馮霞等[14,23]以MRI灌注技術觀察NPC患者,發現與放療前相比,放療后0~6個月顳葉相對血流量(relative cerebral blood flow, rCBF)較放療前顯著降低,放療6個月后rCBF逐漸回升但仍低于正常水平,提示射線造成的血管損傷可能是放射性腦損傷的發病機制之一。受放射線照射影響,腦實質內的中、小血管內皮損傷、血管壁彈性減低,局部血流量減低;隨時間推移,血管壁逐漸修復、新生血管形成使rCBF有所回升,但新生毛細血管內皮細胞間隙缺少連接,血管壁通透性高于正常血管,導致rCBF未能恢復至正常水平。

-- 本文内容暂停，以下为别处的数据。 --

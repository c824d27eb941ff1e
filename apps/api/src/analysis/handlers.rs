//! Axum route handlers for the Analysis API.

use axum::{
    extract::{Multipart, Query, State},
    http::header,
    response::{IntoResponse, Response},
    Json,
};
use bytes::Bytes;
use serde::Deserialize;

use crate::analysis::interpreter::interpret;
use crate::analysis::prompts::instruction_for;
use crate::analysis::{AnalysisResponse, Mode};
use crate::errors::AppError;
use crate::rasterizer::rasterize_pdf;
use crate::state::AppState;

/// Response shape toggle: `json` (default) returns the interpreted
/// analysis; `report` streams the raw reply as a downloadable text file.
#[derive(Debug, Default, Deserialize)]
pub struct AnalyzeParams {
    #[serde(default)]
    pub format: ReportFormat,
}

#[derive(Debug, Clone, Copy, Default, PartialEq, Eq, Deserialize)]
#[serde(rename_all = "snake_case")]
pub enum ReportFormat {
    #[default]
    Json,
    Report,
}

/// POST /api/v1/analyses
///
/// Multipart form: `mode` (one of the five analysis modes),
/// `job_description` (non-empty text), `resume` (PDF file; first page only
/// is used). Runs the full pipeline — rasterize → dispatch → interpret —
/// as one blocking sequence per user action.
pub async fn handle_analyze(
    State(state): State<AppState>,
    Query(params): Query<AnalyzeParams>,
    mut multipart: Multipart,
) -> Result<Response, AppError> {
    let mut mode: Option<Mode> = None;
    let mut job_description: Option<String> = None;
    let mut resume: Option<Bytes> = None;

    while let Some(field) = multipart
        .next_field()
        .await
        .map_err(|e| AppError::Validation(format!("invalid multipart body: {e}")))?
    {
        let name = field.name().unwrap_or_default().to_string();
        match name.as_str() {
            "mode" => {
                let value = field
                    .text()
                    .await
                    .map_err(|e| AppError::Validation(format!("unreadable mode field: {e}")))?;
                mode = Some(Mode::parse(value.trim()).ok_or_else(|| {
                    AppError::Validation(format!("unknown analysis mode '{value}'"))
                })?);
            }
            "job_description" => {
                job_description = Some(field.text().await.map_err(|e| {
                    AppError::Validation(format!("unreadable job_description field: {e}"))
                })?);
            }
            "resume" => {
                resume = Some(field.bytes().await.map_err(|e| {
                    AppError::Validation(format!("unreadable resume field: {e}"))
                })?);
            }
            _ => {} // unknown fields are ignored
        }
    }

    let mode = mode.ok_or_else(|| AppError::Validation("mode is required".to_string()))?;

    let job_description = job_description
        .ok_or_else(|| AppError::Validation("job_description is required".to_string()))?;
    if job_description.trim().is_empty() {
        return Err(AppError::Validation(
            "job_description cannot be empty".to_string(),
        ));
    }

    let resume = resume.ok_or_else(|| AppError::Validation("resume PDF is required".to_string()))?;

    let document = rasterize_pdf(resume).await?;

    let raw_text = state
        .dispatcher
        .dispatch(instruction_for(mode), &document, &job_description)
        .await?;

    let analysis = interpret(mode, raw_text, &job_description);

    Ok(match params.format {
        ReportFormat::Json => Json(analysis).into_response(),
        ReportFormat::Report => report_response(analysis),
    })
}

/// The downloadable report: the raw model reply, byte-for-byte, served as a
/// plain-text attachment named after the selected mode.
fn report_response(analysis: AnalysisResponse) -> Response {
    (
        [
            (
                header::CONTENT_TYPE,
                "text/plain; charset=utf-8".to_string(),
            ),
            (
                header::CONTENT_DISPOSITION,
                format!("attachment; filename=\"{}\"", analysis.report_filename),
            ),
        ],
        analysis.raw_text,
    )
        .into_response()
}
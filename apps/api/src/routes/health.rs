use axum::Json;
use serde_json::{json, Value};

/// GET /health
/// Returns a simple status object with service version.
pub async fn health_handler() -> Json<Value> {
    Json(json!({
        "status": "ok",
        "version": env!("CARGO_PKG_VERSION"),
        "service": "ats-api"
    }))
}
use anyhow::{Context, Result};

/// Application configuration loaded from environment variables.
/// The Gemini credential is read exactly once here and injected into the
/// client constructor; no ambient env reads at call sites.
#[derive(Debug, Clone)]
pub struct Config {
    pub gemini_api_key: String,
    pub port: u16,
    pub rust_log: String,
}

impl Config {
    pub fn from_env() -> Result<Self> {
        dotenvy::dotenv().ok(); // load .env if present; ignore if missing

        Ok(Config {
            gemini_api_key: require_env("GEMINI_API_KEY")?,
            port: std::env::var("PORT")
                .unwrap_or_else(|_| "8080".to_string())
                .parse::<u16>()
                .context("PORT must be a valid port number")?,
            rust_log: std::env::var("RUST_LOG").unwrap_or_else(|_| "info".to_string()),
        })
    }
}

fn require_env(key: &str) -> Result<String> {
    std::env::var(key).with_context(|| format!("Required environment variable '{key}' is not set"))
}
// All model instruction texts for the analysis API.
// One entry per mode; the catalog is immutable and defined once.

use crate::analysis::Mode;

/// Strengths/weaknesses evaluation.
pub const SUMMARY_INSTRUCTION: &str = "\
You are an experienced HR professional. Review the provided resume against the job description. \
Provide a professional evaluation: what are the candidate's strengths and weaknesses, \
and are they a good fit for this specific role?";

/// Recommendations to close the candidate's skill gap.
pub const SKILL_GAP_INSTRUCTION: &str = "\
Based on the Job Description and the candidate's current resume, what specific certifications, \
projects, or technical skills should the candidate acquire to become a 100% match?";

/// Keywords present in the job description but missing from the resume.
pub const KEYWORD_GAP_INSTRUCTION: &str = "\
You are an ATS (Applicant Tracking System) expert. Compare the resume to the job description \
and list the specific technical and soft skill keywords that are missing from the resume.";

/// Bare percentage match.
pub const MATCH_PERCENTAGE_INSTRUCTION: &str = "\
You are an ATS scanner. Give a percentage match for this resume against the job description. \
Provide the percentage first, then a list of missing keywords, and finally a concluding thought.";

/// Combined score report. Requests a strict reply format; the interpreter
/// never assumes the model obeys it.
pub const COMPOSITE_SCORE_INSTRUCTION: &str = "\
You are an ATS scanner evaluating this resume against the job description. \
Reply in exactly this format: first a single line with the overall match percentage, \
then a list of the skills from the job description that the resume matches, \
then a list of the skills that are missing, and finally a short concluding paragraph.";

/// Looks up the instruction text for a mode.
///
/// Total over the closed mode set — the exhaustive match makes an unknown
/// mode unrepresentable rather than a runtime condition.
pub fn instruction_for(mode: Mode) -> &'static str {
    match mode {
        Mode::Summary => SUMMARY_INSTRUCTION,
        Mode::SkillGap => SKILL_GAP_INSTRUCTION,
        Mode::KeywordGap => KEYWORD_GAP_INSTRUCTION,
        Mode::MatchPercentage => MATCH_PERCENTAGE_INSTRUCTION,
        Mode::CompositeScore => COMPOSITE_SCORE_INSTRUCTION,
    }
}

YANG等[24]分別以0、10、20、30及40 Gy對5、7、7、7、7只體質量為180~220 g的SD大鼠進行單次全腦照射,于其后第5天采集動態對比增強MRI(dynamic contrast enhanced-MRI, DCE-MRI)、體素內不相干運動彌散加權成像(intravoxel incoherent motion-diffusion weighted imaging, IVIM-DWI),發現大鼠的容積轉運常數(volume transport constant, Ktrans)、血管外細胞外間隙容積分數(extravascular extracellular space fraction, Ve)及血漿容積分數(plasma volume fraction, Vp)均隨輻射劑量增高而增加,灌注相關彌散系數(D*)和灌注分數(f)亦呈類似變化。放射性腦損傷可能與血腦屏障破壞有關[6]。利用DCE-MRI可獲得與血腦屏障功能完整性有關的定量信息,Ktrans改變可反映血腦屏障受損程度。IVIM可通過f和D*評估組織微循環變化,后者可能與血腦屏障破壞有關,有待進一步觀察。
近年來,國內外學者將機器學習算法用于早期診斷和預測放射性腦損傷,并開展一系列影像組學研究。ZHANG等[3]基于皮層的比率低頻振幅(fractional amplitude of low frequency fluctuation, fALFF)分析放療后放射性腦損傷與無放射性腦損傷組NPC患者腦功能的差異,并將其作為特征納入支持向量機分類模型,采用留一法交叉驗證,以篩選有效特征,其預測放射性腦損傷發生的準確率為80.49%,曲線下面積(area under the curve, AUC)為0.76,特異度為78.95%,敏感度為81.82%,表明fALFF可能作為影像學標記物用于診斷放射性腦損傷。此外,該研究團隊還基于多變量模式分析,以放療后0~33個月放射性腦損傷組與無放射性腦損傷組之間功能連接密度(functional connectivity density, FCD) 的差異為特征構建模型,以預測放射性腦損傷,發現聯合應用顳葉、視覺處理系統、感覺運動系統和默認網絡相關腦區FCD能有效預測放射性腦損傷,整體準確率達89.13%[25]。有學者[26]提取T1WI、T2WI和增強T1WI中的內側顳葉的紋理特征,利用隨機森林算法構建模型,用于預測放射性腦損傷的效能良好(AUC=0.83)。以上研究雖樣本量均較小,卻為后續大樣本研究構建魯棒性和泛化能力更強的NPC放射性腦損傷預測模型奠定了基礎。
目前早期診斷NPC患者放射性腦損傷仍較困難,許多研究尚處于探索階段。sMRI和fMRI有助于評估NPC患者放療后腦實質發生器質性病變之前的宏觀結構、微觀結構、代謝及血流灌注變化,幫助理解其發病機制,對實現早期診斷具有重要意義。期待未來開展包括MRI、臨床診療信息、血清生物學信息及細胞基因轉錄水平信息等融合多項多模態數據的前瞻性、大樣本、多中心、縱向研究,以準確預測NPC放射性腦損傷。